#### Task requirements
Look through the lines below and extract any with the word "nScore".

-- Material provided follows --

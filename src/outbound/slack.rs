//! Slack webhook notifications
//!
//! Builds Block Kit payloads for the pipeline's canonical messages and
//! posts them to the configured incoming webhook.

use reqwest::Client;
use serde_json::{json, Value};
use std::time::Duration;
use tracing::{debug, error};

use crate::config::SlackConfig;
use crate::error::Result;
use crate::outbound::retry::{classify_status, with_retries};
use crate::outbound::Notification;

const REQUEST_TIMEOUT: Duration = Duration::from_secs(10);
const MAX_ATTEMPTS: u32 = 3;

/// Slack notification client
#[derive(Clone)]
pub struct SlackNotifier {
    client: Client,
    config: SlackConfig,
}

impl SlackNotifier {
    pub fn new(config: SlackConfig) -> Self {
        Self {
            client: Client::builder()
                .timeout(REQUEST_TIMEOUT)
                .build()
                .unwrap_or_default(),
            config,
        }
    }

    pub fn is_enabled(&self) -> bool {
        self.config.enabled && !self.config.webhook_url.is_empty()
    }

    /// Send one notification; disabled transport is a silent no-op
    pub async fn send(&self, notification: &Notification) -> Result<()> {
        if !self.is_enabled() {
            debug!(kind = notification.kind(), "slack disabled, dropping notification");
            return Ok(());
        }

        let payload = build_payload(notification, &self.config);
        with_retries("slack_webhook", MAX_ATTEMPTS, || async {
            let response = self
                .client
                .post(&self.config.webhook_url)
                .json(&payload)
                .send()
                .await?;
            if response.status().is_success() {
                Ok(())
            } else {
                let status = response.status();
                let body = response.text().await.unwrap_or_default();
                error!(kind = notification.kind(), %status, "slack webhook rejected message");
                Err(classify_status("slack", status, body))
            }
        })
        .await
    }
}

fn header(text: &str) -> Value {
    json!({ "type": "header", "text": { "type": "plain_text", "text": text, "emoji": true } })
}

fn section(markdown: String) -> Value {
    json!({ "type": "section", "text": { "type": "mrkdwn", "text": markdown } })
}

fn button(text: &str, action_id: String, style: Option<&str>) -> Value {
    let mut btn = json!({
        "type": "button",
        "text": { "type": "plain_text", "text": text, "emoji": true },
        "action_id": action_id
    });
    if let Some(style) = style {
        btn["style"] = json!(style);
    }
    btn
}

/// Build the Block Kit payload for a notification
pub fn build_payload(notification: &Notification, config: &SlackConfig) -> Value {
    match notification {
        Notification::HotLead {
            lead_id,
            name,
            email,
            total_score,
            primary_intent,
            confidence,
            job_title,
        } => json!({
            "channel": config.hot_leads_channel,
            "blocks": [
                header("🔥 Hot lead"),
                section(format!(
                    "*{name}* ({email})\nScore *{total_score}* · Intent *{}* ({confidence}%)\n{}",
                    primary_intent.as_deref().unwrap_or("unclassified"),
                    job_title.as_deref().unwrap_or("—"),
                )),
                json!({ "type": "actions", "elements": [
                    button("Open lead", format!("open_lead:{lead_id}"), Some("primary")),
                    button("Call now", format!("call_lead:{lead_id}"), None),
                ]})
            ]
        }),
        Notification::RoutingConflict {
            lead_id,
            name,
            email,
            summary,
        } => {
            let points = |intent: &str| summary.get(intent).copied().unwrap_or(0);
            json!({
                "channel": config.routing_channel,
                "blocks": [
                    header("⚖️ Routing conflict"),
                    section(format!(
                        "*{name}* ({email})\nresearch *{}* · b2b *{}* · co_creation *{}*",
                        points("research"), points("b2b"), points("co_creation"),
                    )),
                    json!({ "type": "actions", "elements": [
                        button("Research", format!("route:{lead_id}:research"), None),
                        button("B2B", format!("route:{lead_id}:b2b"), None),
                        button("Co-creation", format!("route:{lead_id}:co_creation"), None),
                    ]})
                ]
            })
        }
        Notification::AssignmentNeeded {
            lead_id,
            name,
            pipeline,
        } => json!({
            "channel": config.routing_channel,
            "blocks": [
                header("👤 Assignment needed"),
                section(format!("*{name}* routed to *{pipeline}* without an owner")),
                json!({ "type": "actions", "elements": [
                    button("Assign", format!("assign_lead:{lead_id}"), Some("primary")),
                ]})
            ]
        }),
        Notification::StuckLead {
            lead_id,
            name,
            email,
            days_in_pool,
            total_score,
            confidence,
        } => json!({
            "channel": config.routing_channel,
            "blocks": [
                header("🕰 Stuck in pool"),
                section(format!(
                    "*{name}* ({email}) waited *{days_in_pool}* days\nScore {total_score} · Confidence {confidence}% — moved to discovery",
                )),
                json!({ "type": "actions", "elements": [
                    button("Open lead", format!("open_lead:{lead_id}"), Some("primary")),
                ]})
            ]
        }),
        Notification::LeadRouted {
            lead_id,
            name,
            email,
            total_score,
            primary_intent,
            confidence,
            job_title,
            pipeline,
            assignee,
        } => json!({
            "channel": config.hot_leads_channel,
            "blocks": [
                header("🎯 Lead routed"),
                section(format!(
                    "*{name}* ({email})\nScore *{total_score}* · Intent *{}* ({confidence}%)\n{}\nPipeline *{pipeline}* → {}",
                    primary_intent.as_deref().unwrap_or("unclassified"),
                    job_title.as_deref().unwrap_or("—"),
                    assignee.as_deref().unwrap_or("unassigned"),
                )),
                json!({ "type": "actions", "elements": [
                    button("Open lead", format!("open_lead:{lead_id}"), Some("primary")),
                    button("Call now", format!("call_lead:{lead_id}"), None),
                ]})
            ]
        }),
        Notification::DailyDigest {
            new_leads,
            hot_leads,
            deals_created,
            deals_won,
            open_pipeline_value,
            top_sources,
        } => {
            let sources = top_sources
                .iter()
                .map(|(source, count)| format!("• {source}: {count}"))
                .collect::<Vec<_>>()
                .join("\n");
            json!({
                "channel": config.routing_channel,
                "blocks": [
                    header("📬 Daily digest"),
                    section(format!(
                        "New leads *{new_leads}* · Hot *{hot_leads}*\nDeals created *{deals_created}* · won *{deals_won}*\nOpen pipeline *{open_pipeline_value} EUR*",
                    )),
                    section(if sources.is_empty() {
                        "No events in the last 24h".to_string()
                    } else {
                        format!("*Top sources*\n{sources}")
                    }),
                ]
            })
        }
        Notification::DecaySummary {
            expired_count,
            leads_updated,
            execution_time_ms,
        } => json!({
            "channel": config.routing_channel,
            "blocks": [
                header("🍂 Score decay"),
                section(format!(
                    "Expired *{expired_count}* ledger rows across *{leads_updated}* leads in {execution_time_ms} ms",
                )),
            ]
        }),
        Notification::JobFailed {
            queue,
            job_id,
            error,
        } => json!({
            "channel": config.routing_channel,
            "blocks": [
                header("🚨 Job failed"),
                section(format!("Queue *{queue}* · job `{job_id}`\n```{error}```")),
            ]
        }),
        Notification::Custom { channel, text } => json!({
            "channel": channel.clone().unwrap_or_else(|| config.routing_channel.clone()),
            "blocks": [section(text.clone())]
        }),
    }
}

#[cfg(test)]
mod tests {
    use super::*;
    use crate::domain::IntentSummary;
    use uuid::Uuid;

    fn config() -> SlackConfig {
        SlackConfig {
            enabled: true,
            webhook_url: "https://hooks.slack.invalid/services/T/B/X".to_string(),
            bot_token: String::new(),
            hot_leads_channel: "#hot-leads".to_string(),
            routing_channel: "#lead-routing".to_string(),
        }
    }

    #[test]
    fn test_hot_lead_payload_has_two_buttons() {
        let payload = build_payload(
            &Notification::HotLead {
                lead_id: Uuid::nil(),
                name: "Ada Lovelace".to_string(),
                email: "ada@uni-test.edu".to_string(),
                total_score: 95,
                primary_intent: Some("research".to_string()),
                confidence: 88,
                job_title: Some("PI".to_string()),
            },
            &config(),
        );
        assert_eq!(payload["channel"], "#hot-leads");
        let actions = payload["blocks"][2]["elements"].as_array().unwrap();
        assert_eq!(actions.len(), 2);
        assert_eq!(actions[0]["style"], "primary");
    }

    #[test]
    fn test_conflict_payload_carries_route_actions() {
        let lead_id = Uuid::new_v4();
        let mut summary = IntentSummary::new();
        summary.insert("research".to_string(), 30);
        summary.insert("co_creation".to_string(), 40);
        summary.insert("b2b".to_string(), 25);

        let payload = build_payload(
            &Notification::RoutingConflict {
                lead_id,
                name: "Sam".to_string(),
                email: "sam@biotech-corp.com".to_string(),
                summary,
            },
            &config(),
        );
        let actions = payload["blocks"][2]["elements"].as_array().unwrap();
        assert_eq!(actions.len(), 3);
        let ids: Vec<String> = actions
            .iter()
            .map(|a| a["action_id"].as_str().unwrap().to_string())
            .collect();
        assert!(ids.contains(&format!("route:{lead_id}:research")));
        assert!(ids.contains(&format!("route:{lead_id}:b2b")));
        assert!(ids.contains(&format!("route:{lead_id}:co_creation")));
        // Per-intent points appear in the body
        let text = payload["blocks"][1]["text"]["text"].as_str().unwrap();
        assert!(text.contains("research *30*"));
        assert!(text.contains("co_creation *40*"));
    }

    #[test]
    fn test_digest_payload_lists_sources() {
        let payload = build_payload(
            &Notification::DailyDigest {
                new_leads: 12,
                hot_leads: 3,
                deals_created: 4,
                deals_won: 1,
                open_pipeline_value: "125000.00".to_string(),
                top_sources: vec![("portal".to_string(), 40), ("website".to_string(), 22)],
            },
            &config(),
        );
        let text = payload["blocks"][2]["text"]["text"].as_str().unwrap();
        assert!(text.contains("portal: 40"));
        assert!(text.contains("website: 22"));
    }

    #[tokio::test]
    async fn test_disabled_notifier_is_noop() {
        let notifier = SlackNotifier::new(SlackConfig::default());
        assert!(!notifier.is_enabled());
        notifier
            .send(&Notification::Custom {
                channel: None,
                text: "hello".to_string(),
            })
            .await
            .unwrap();
    }
}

-- Material provided concluded --

#### Task answer
                    "*{name}* ({email})\nScore *{total_score}* · Intent *{}* ({confidence}%)\n{}",
                    "*{name}* ({email}) waited *{days_in_pool}* days\nScore {total_score} · Confidence {confidence}% — moved to discovery",
                    "*{name}* ({email})\nScore *{total_score}* · Intent *{}* ({confidence}%)\n{}\nPipeline *{pipeline}* → {}",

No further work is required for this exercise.